If you would like to find out more about Music Therapy please visit http://www.musictherapyworks.co.uk/Leaflet
Abby has enjoyed a varied career working as a post-graduate PR executive for a government-owned company and a music teacher before training as a music therapist at the University of West England, Bristol in 1998. She has worked for 21 years as a therapist for Music Therapy Works West Midlands, and as a facilitator for music therapy improvisation, experiential and therapeutic workshops. In collaboration with the speech and language therapist, Helen Trott, she has introduced a Music and Communication programme at primary level for children at Springfield House School with social, emotional and mental health issues. She has also rolled out Drumming for Development workshops across the school and trained educators to deliver sessions both inside and outside the classroom for wellbeing, increased awareness of others and creative expression. She holds a Bachelor of Arts and a PG Dip MT and is also a qualified Thought Field Therapist.

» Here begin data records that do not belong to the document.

//! Enumerations and populated singleton tables

use std::collections::HashMap;

use bindery::{
    bindable_enumeration, bindable_record, Args, BindError, Binder, Enumeration, Error, Populate,
    Record, SchemaBuilder, Singleton, SingletonSet, ValidationError,
};
use once_cell::sync::Lazy;
use pretty_assertions::assert_eq;
use serde_json::json;

// ============================================================================
// FIXTURES
// ============================================================================

#[derive(Debug, Clone, PartialEq)]
struct Plan {
    quota: u32,
    price: f64,
}

static PLANS: Lazy<SingletonSet<Plan>> = Lazy::new(|| {
    SingletonSet::new([
        ("FREE", Plan { quota: 1, price: 0.0 }),
        ("PRO", Plan { quota: 10, price: 5.0 }),
        ("ENTERPRISE", Plan { quota: 100, price: 50.0 }),
    ])
});

impl Populate for Plan {
    fn schema(s: &mut SchemaBuilder) {
        s.field::<u32>("quota").max(1000.0);
        s.field::<f64>("price").default_double(0.0);
    }

    fn apply(&mut self, args: &mut Args) -> Result<(), BindError> {
        self.quota = args.next()?;
        self.price = args.next()?;
        Ok(())
    }

    fn instances() -> &'static SingletonSet<Self> {
        &PLANS
    }
}

#[derive(Debug, Clone)]
struct Region {
    latency: u32,
}

static REGIONS: Lazy<SingletonSet<Region>> =
    Lazy::new(|| SingletonSet::new([("EU", Region { latency: 50 }), ("US", Region { latency: 80 })]));

impl Populate for Region {
    fn schema(s: &mut SchemaBuilder) {
        s.field::<u32>("latency").min(1.0);
    }

    fn apply(&mut self, args: &mut Args) -> Result<(), BindError> {
        self.latency = args.next()?;
        Ok(())
    }

    fn instances() -> &'static SingletonSet<Self> {
        &REGIONS
    }
}

/// Sealed zones ignore their label, so `apply` leaves an argument unread
#[derive(Debug, Clone)]
struct Zone {
    weight: u32,
    label: Option<String>,
    sealed: bool,
}

static ZONES: Lazy<SingletonSet<Zone>> = Lazy::new(|| {
    SingletonSet::new([
        ("NORTH", Zone { weight: 1, label: None, sealed: false }),
        ("SOUTH", Zone { weight: 2, label: None, sealed: true }),
    ])
});

impl Populate for Zone {
    fn schema(s: &mut SchemaBuilder) {
        s.field::<u32>("weight");
        s.field::<Option<String>>("label");
    }

    fn apply(&mut self, args: &mut Args) -> Result<(), BindError> {
        self.weight = args.next()?;
        if !self.sealed {
            self.label = args.next()?;
        }
        Ok(())
    }

    fn instances() -> &'static SingletonSet<Self> {
        &ZONES
    }
}

#[derive(Debug)]
struct Account {
    owner: String,
    plan: Singleton<Plan>,
}

impl Record for Account {
    fn schema(s: &mut SchemaBuilder) {
        s.field::<String>("owner");
        s.field::<Singleton<Plan>>("plan").default_str("FREE");
    }

    fn construct(args: &mut Args) -> Result<Self, BindError> {
        Ok(Self {
            owner: args.next()?,
            plan: args.next()?,
        })
    }
}

#[derive(Debug, Clone, Copy, PartialEq, Eq, Hash)]
enum Weekday {
    Mon,
    Tue,
    Wed,
}

impl Enumeration for Weekday {
    const VARIANTS: &'static [Self] = &[Weekday::Mon, Weekday::Tue, Weekday::Wed];

    fn name(&self) -> &'static str {
        match self {
            Weekday::Mon => "MON",
            Weekday::Tue => "TUE",
            Weekday::Wed => "WED",
        }
    }
}

#[derive(Debug)]
struct Schedule {
    hours: HashMap<Weekday, u8>,
    first: [Weekday; 2],
}

impl Record for Schedule {
    fn schema(s: &mut SchemaBuilder) {
        s.field::<HashMap<Weekday, u8>>("hours");
        s.field::<[Weekday; 2]>("first");
    }

    fn construct(args: &mut Args) -> Result<Self, BindError> {
        Ok(Self {
            hours: args.next()?,
            first: args.next()?,
        })
    }
}

bindable_record!(Account, Schedule);
bindable_enumeration!(Weekday);

// ═══════════════════════════════════════════
// POPULATION
// ═══════════════════════════════════════════

#[test]
fn test_populate_overwrites_named_instances_in_place() {
    let pro_before = PLANS.get("PRO").unwrap();

    Binder::new()
        .populate::<Plan>(&json!({"pro": {"quota": 20, "price": 7.5}, "FREE": {"quota": 2}}), "plans")
        .unwrap();

    let pro_after = PLANS.get("PRO").unwrap();
    assert!(pro_before.ptr_eq(&pro_after));
    assert_eq!(*pro_before.read(), Plan { quota: 20, price: 7.5 });
    assert_eq!(*PLANS.get("FREE").unwrap().read(), Plan { quota: 2, price: 0.0 });
    assert_eq!(*PLANS.get("ENTERPRISE").unwrap().read(), Plan { quota: 100, price: 50.0 });
}

#[test]
fn test_populate_is_all_or_nothing() {
    let err = Binder::new()
        .populate::<Region>(&json!({"EU": {"latency": 5}, "US": {"latency": 0}}), "regions")
        .unwrap_err();

    match err {
        Error::Validation(ValidationError::ValidationFailed { path, .. }) => {
            assert_eq!(path, "regions.US.latency");
        }
        other => panic!("unexpected error: {other}"),
    }
    assert_eq!(REGIONS.get("EU").unwrap().read().latency, 50);
}

#[test]
fn test_failed_apply_leaves_earlier_members_untouched() {
    let err = Binder::new()
        .populate::<Zone>(
            &json!({"NORTH": {"weight": 10, "label": "n"}, "SOUTH": {"weight": 20}}),
            "zones",
        )
        .unwrap_err();

    match err {
        Error::Bind(BindError::InternalBinding { record, reason }) => {
            assert_eq!(record, "Zone");
            assert_eq!(reason, "constructor consumed 1 of 2 arguments");
        }
        other => panic!("unexpected error: {other}"),
    }

    let north = ZONES.get("NORTH").unwrap();
    assert_eq!(north.read().weight, 1);
    assert!(north.read().label.is_none());
    assert_eq!(ZONES.get("SOUTH").unwrap().read().weight, 2);
}

#[test]
fn test_populate_rejects_unknown_members() {
    let err = Binder::new()
        .populate::<Region>(&json!({"APAC": {"latency": 3}}), "regions")
        .unwrap_err();

    match err {
        Error::Bind(BindError::InvalidEnumerationValue { value, legal, path }) => {
            assert_eq!(value, "APAC");
            assert_eq!(legal, vec!["EU", "US"]);
            assert_eq!(path, "regions.APAC");
        }
        other => panic!("unexpected error: {other}"),
    }
}

#[test]
fn test_populate_needs_member_maps() {
    let err = Binder::new().populate::<Region>(&json!(["EU"]), "regions").unwrap_err();
    assert!(matches!(err, Error::Bind(BindError::TypeMismatch { found: "sequence", .. })));

    let err = Binder::new()
        .populate::<Region>(&json!({"EU": 3}), "regions")
        .unwrap_err();
    assert!(matches!(err, Error::Bind(BindError::TypeMismatch { ref path, .. }) if path == "regions.EU"));
}

// ═══════════════════════════════════════════
// SINGLETON FIELDS
// ═══════════════════════════════════════════

#[test]
fn test_singleton_fields_share_the_instance() {
    let account: Account = Binder::new()
        .bind(&json!({"owner": "ada", "plan": "enterprise"}))
        .unwrap();
    assert_eq!(account.owner, "ada");
    assert_eq!(account.plan.name(), "ENTERPRISE");
    assert!(account.plan.ptr_eq(&PLANS.get("ENTERPRISE").unwrap()));

    let account: Account = Binder::new().bind(&json!({"owner": "bob"})).unwrap();
    assert_eq!(account.plan.name(), "FREE");
}

#[test]
fn test_unknown_singleton_name() {
    let err = Binder::new()
        .bind::<Account>(&json!({"owner": "x", "plan": "gold"}))
        .unwrap_err();
    match err {
        Error::Bind(BindError::InvalidEnumerationValue { legal, path, .. }) => {
            assert_eq!(legal, vec!["FREE", "PRO", "ENTERPRISE"]);
            assert_eq!(path, "plan");
        }
        other => panic!("unexpected error: {other}"),
    }
}

// ═══════════════════════════════════════════
// ENUMERATIONS
// ═══════════════════════════════════════════

#[test]
fn test_enumerations_as_map_keys_and_array_elements() {
    let schedule: Schedule = Binder::new()
        .bind(&json!({"hours": {"mon": 8, "TUE": "6"}, "first": ["wed", "Mon"]}))
        .unwrap();

    assert_eq!(schedule.hours, HashMap::from([(Weekday::Mon, 8), (Weekday::Tue, 6)]));
    assert_eq!(schedule.first, [Weekday::Wed, Weekday::Mon]);
}

#[test]
fn test_enumeration_needs_a_string() {
    let err = Binder::new().bind::<Weekday>(&json!(3)).unwrap_err();
    assert!(matches!(err, Error::Bind(BindError::TypeMismatch { found: "number", .. })));
}

#[test]
fn test_array_length_is_checked() {
    let err = Binder::new()
        .bind::<Schedule>(&json!({"hours": {}, "first": ["MON"]}))
        .unwrap_err();
    match err {
        Error::Bind(BindError::ArrayLengthMismatch { expected, found, path }) => {
            assert_eq!((expected, found), (2, 1));
            assert_eq!(path, "first");
        }
        other => panic!("unexpected error: {other}"),
    }
}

As part of her week, Abby works also with adolescents with social, emotional, behavioural and developmental difficulties in Birmingham. She has introduced music and technology and vocal development work to this setting and is keen to see how music can empower individuals to transform their communication skills and emotional well-being.
After completing a music degree at Hull University, Alison went straight on to the Guildhall School of Music where she trained as a music therapist, qualifying in 1987. She then returned to her home city of Nottingham, where at the time, there was no music therapy provision. She established a still thriving music therapy service for adults with learning disabilities within the NHS and was instrumental in setting up the Nottingham branch of a national music therapy charity. Following her move to Worcestershire in 2002, Alison joined the team of Music Therapy Works the following year. Here her role has included individual and group work with both adults and children with learning disabilities, as well as presentations and workshops, in a variety of residential and educational settings.